Во-первых, это способствовало увеличению процента акционерного капитала у наследников и, во-вторых, не рассматривалось как получение ими прибыли и поэтому не облагалось налогами.
Для скупого Гетти это был прекрасный способ увеличения и своего личного капитала. Его богатство росло, а налоговые службы не имели никакой возможности до него добраться. И пока Гордон не обратился в суд, чтобы вытребовать себе из фонда относительно небольшую сумму наличными, копилке Гетти ничто не угрожало.
И дело было вовсе не в выплате Гордону дивидендов наличными, которые осчастливили бы его семью. Все было намного сложнее и опаснее. Как наследник фонда, Гордон имел право на получение до 6,666 процента годовых от прибылей отца, полученных за счет фонда. До этого времени он этих денег ни разу не получал, и теперь, в случае удовлетворения иска сына в суде, Полу Гетти пришлось бы выплатить Гордону наличными дивиденды за все годы существования фонда, начиная с 1936 года.
Если бы Гордон добился своего в суде, то все хитрости его отца были бы раскрыты и трастовой компании Сары Гетти грозил бы неминуемый крах.
Гордон и его адвокат Билл Ньюсом понимали это не хуже самого Пола Гетти и надеялись, что это заставит старого скрягу найти иной способ оказать финансовую помощь своему сыну. Но Гетти оказался не тем человеком, которого легко прижать к стенке, и шантаж не удался.
Судебная тяжба сына с отцом, то стихая, то вспыхивая с новой силой, продлилась почти семь лет и в результате закончилась тем, что Верховный суд штата Калифорния признал требования Гордона необоснованными.
Одержать победу над сыном Гетти помог нанятый им адвокат Мозес Ласки, который в 60-х годах считался одним из лучших в Соединенных Штатах.
После смерти отца Гордон стал одним из основных наследников фонда, и такое решение суда уже оказалось для него весьма выгодным. Но семь лет судебных разбирательств отца с сыном не могли не наложить отпечатка на отношения между членами семьи Гетти и существенно повлияли на судьбы наследников миллиардера.

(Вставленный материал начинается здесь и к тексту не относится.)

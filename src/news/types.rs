use chrono::{DateTime, Utc};
use serde::{Deserialize, Serialize};
use sha2::{Digest, Sha256};
use std::fmt;
use std::str::FromStr;

/// A single news article as fetched from the provider
#[derive(Debug, Clone, PartialEq, Eq, Serialize, Deserialize)]
pub struct Article {
  pub title: String,
  pub description: Option<String>,
  pub image_url: Option<String>,
  pub published_at: DateTime<Utc>,
  pub link: String,
  /// Lowercased category tags, in provider order
  #[serde(default)]
  pub categories: Vec<String>,
  /// Identifier assigned by the provider, if it sent one
  pub provider_id: Option<String>,
  pub source: Option<String>,
}

impl Article {
  /// Stable identity of the article.
  ///
  /// The provider identifier when present, otherwise the first 16 hex digits
  /// of SHA-256 over title and publish time.
  pub fn id(&self) -> String {
    if let Some(id) = self.provider_id.as_deref().filter(|id| !id.is_empty()) {
      return id.to_string();
    }

    let mut hasher = Sha256::new();
    hasher.update(self.title.as_bytes());
    hasher.update(b"\n");
    hasher.update(self.published_at.to_rfc3339().as_bytes());
    let digest = hex::encode(hasher.finalize());
    digest[..16].to_string()
  }

  /// Whether any of the article's tags is `category`
  pub fn has_category(&self, category: Category) -> bool {
    self.categories.iter().any(|c| c == category.as_str())
  }

  /// Whether the two articles share at least one category tag
  pub fn shares_category_with(&self, other: &Article) -> bool {
    self
      .categories
      .iter()
      .any(|c| other.categories.iter().any(|o| o == c))
  }
}

/// Categories the reader lets the user pick from
#[derive(Debug, Clone, Copy, PartialEq, Eq, Hash)]
pub enum Category {
  Business,
  Entertainment,
  Health,
  Science,
  Sports,
  Technology,
}

impl Category {
  pub const ALL: [Category; 6] = [
    Category::Business,
    Category::Entertainment,
    Category::Health,
    Category::Science,
    Category::Sports,
    Category::Technology,
  ];

  /// Provider name of the category
  pub fn as_str(&self) -> &'static str {
    match self {
      Category::Business => "business",
      Category::Entertainment => "entertainment",
      Category::Health => "health",
      Category::Science => "science",
      Category::Sports => "sports",
      Category::Technology => "technology",
    }
  }

  /// Capitalized name for display
  pub fn label(&self) -> &'static str {
    match self {
      Category::Business => "Business",
      Category::Entertainment => "Entertainment",
      Category::Health => "Health",
      Category::Science => "Science",
      Category::Sports => "Sports",
      Category::Technology => "Technology",
    }
  }
}

impl fmt::Display for Category {
  fn fmt(&self, f: &mut fmt::Formatter<'_>) -> fmt::Result {
    f.write_str(self.as_str())
  }
}

impl FromStr for Category {
  type Err = String;

  fn from_str(s: &str) -> Result<Self, Self::Err> {
    let lower = s.trim().to_lowercase();
    Category::ALL
      .into_iter()
      .find(|c| c.as_str() == lower)
      .ok_or_else(|| format!("unknown category '{}'", s))
  }
}

/// Selected category, or the "all categories" sentinel
#[derive(Debug, Clone, Copy, PartialEq, Eq, Hash, Default)]
pub enum CategoryFilter {
  #[default]
  All,
  Only(Category),
}

impl CategoryFilter {
  /// Position in the tab bar: 0 = All, 1.. = `Category::ALL`
  pub fn index(&self) -> usize {
    match self {
      CategoryFilter::All => 0,
      CategoryFilter::Only(c) => Category::ALL.iter().position(|x| x == c).map_or(0, |i| i + 1),
    }
  }

  /// Inverse of `index`, clamped to All when out of range
  pub fn from_index(index: usize) -> Self {
    match index.checked_sub(1).and_then(|i| Category::ALL.get(i)) {
      Some(c) => CategoryFilter::Only(*c),
      None => CategoryFilter::All,
    }
  }

  pub fn category(&self) -> Option<Category> {
    match self {
      CategoryFilter::All => None,
      CategoryFilter::Only(c) => Some(*c),
    }
  }

  pub fn label(&self) -> &'static str {
    match self {
      CategoryFilter::All => "All",
      CategoryFilter::Only(c) => c.label(),
    }
  }
}

impl FromStr for CategoryFilter {
  type Err = String;

  fn from_str(s: &str) -> Result<Self, Self::Err> {
    let trimmed = s.trim();
    if trimmed.is_empty() || trimmed.eq_ignore_ascii_case("all") {
      Ok(CategoryFilter::All)
    } else {
      trimmed.parse().map(CategoryFilter::Only)
    }
  }
}

/// Parameters of a single provider request
#[derive(Debug, Clone, PartialEq, Eq, Default)]
pub struct FetchRequest {
  pub category: CategoryFilter,
  /// Continuation token from a previous page; overrides every other filter
  pub page: Option<String>,
}

impl FetchRequest {
  pub fn for_category(category: CategoryFilter) -> Self {
    Self {
      category,
      page: None,
    }
  }

  pub fn next_page(category: CategoryFilter, token: String) -> Self {
    Self {
      category,
      page: Some(token),
    }
  }

  /// Whether the response to this request extends the current results
  pub fn is_append(&self) -> bool {
    self.page.is_some()
  }
}

/// One page of provider results
#[derive(Debug, Clone, PartialEq, Eq, Default)]
pub struct FetchPage {
  pub articles: Vec<Article>,
  pub next_page: Option<String>,
}

#[cfg(test)]
pub(crate) mod test_support {
  use super::*;
  use chrono::TimeZone;

  /// Build an article with predictable fields for tests
  pub fn article(title: &str, categories: &[&str]) -> Article {
    Article {
      title: title.to_string(),
      description: Some(format!("About {}", title)),
      image_url: None,
      published_at: Utc.with_ymd_and_hms(2025, 3, 14, 9, 30, 0).unwrap(),
      link: format!("https://example.com/{}", title.replace(' ', "-")),
      categories: categories.iter().map(|c| c.to_string()).collect(),
      provider_id: None,
      source: None,
    }
  }

  pub fn article_with_id(id: &str, title: &str, categories: &[&str]) -> Article {
    Article {
      provider_id: Some(id.to_string()),
      ..article(title, categories)
    }
  }
}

В самом начале судебного процесса Гордон требовал выплаты определенных сумм не только себе, но и своим братьям — Полу-младшему и Джорджу. Несмотря на это, Джордж встал на сторону отца и даже написал Гордону гневное письмо со словами: «Как ты можешь так поступать со своим родным отцом?» Это еще больше разъединило и без того не очень дружелюбно настроенных друг к другу братьев и сказалось на отношениях между их семьями в будущем.
Непостижимость характера Гетти проявлялась в том, что после судебных баталий с Гордоном именно он, а не преданный отцу Джордж стал любимцем старика.
Определенную роль сыграла в этом и Энн. «Давайте забудем обо всем этом, мистер Гетти», — сказала она свекру после оглашения решения суда. И миллиардер, никогда в своей жизни не отказывавший молодым женщинам, скрепя сердце пообещал ей простить заблудшего сына.
Скорее всего на отношение Гетти к Гордону повлияло то, что он увидел в нем человека, готового добиваться своей цели. Подобного в характере сына он ранее не замечал. Решительность, с которой тот выступил против него, определенно чем-то понравилась Гетти. Это стало для него неким предзнаменованием, и уважение его к Гордону стало возрастать с каждым днем.
Старик не понимал оригинальных экономических теорий сына. Еще более непонятным казалось ему увлечение Гордона музыкой. Тем не менее он стал все чаще приглашать Гордона с семьей к себе — в Саттон-Плейс. Гетти нравилось болтать с Энн и гулять по своему парку с внуками. Через некоторое время, в знак окончательного прощения сына, он назначил его своим доверенным лицом в музее в Малибу, а в 1972 году — доверенным лицом того, что Гордон чуть было не развалил, — огромного, постоянно растущего и все еще неприступного трастового фонда Сары Гетти.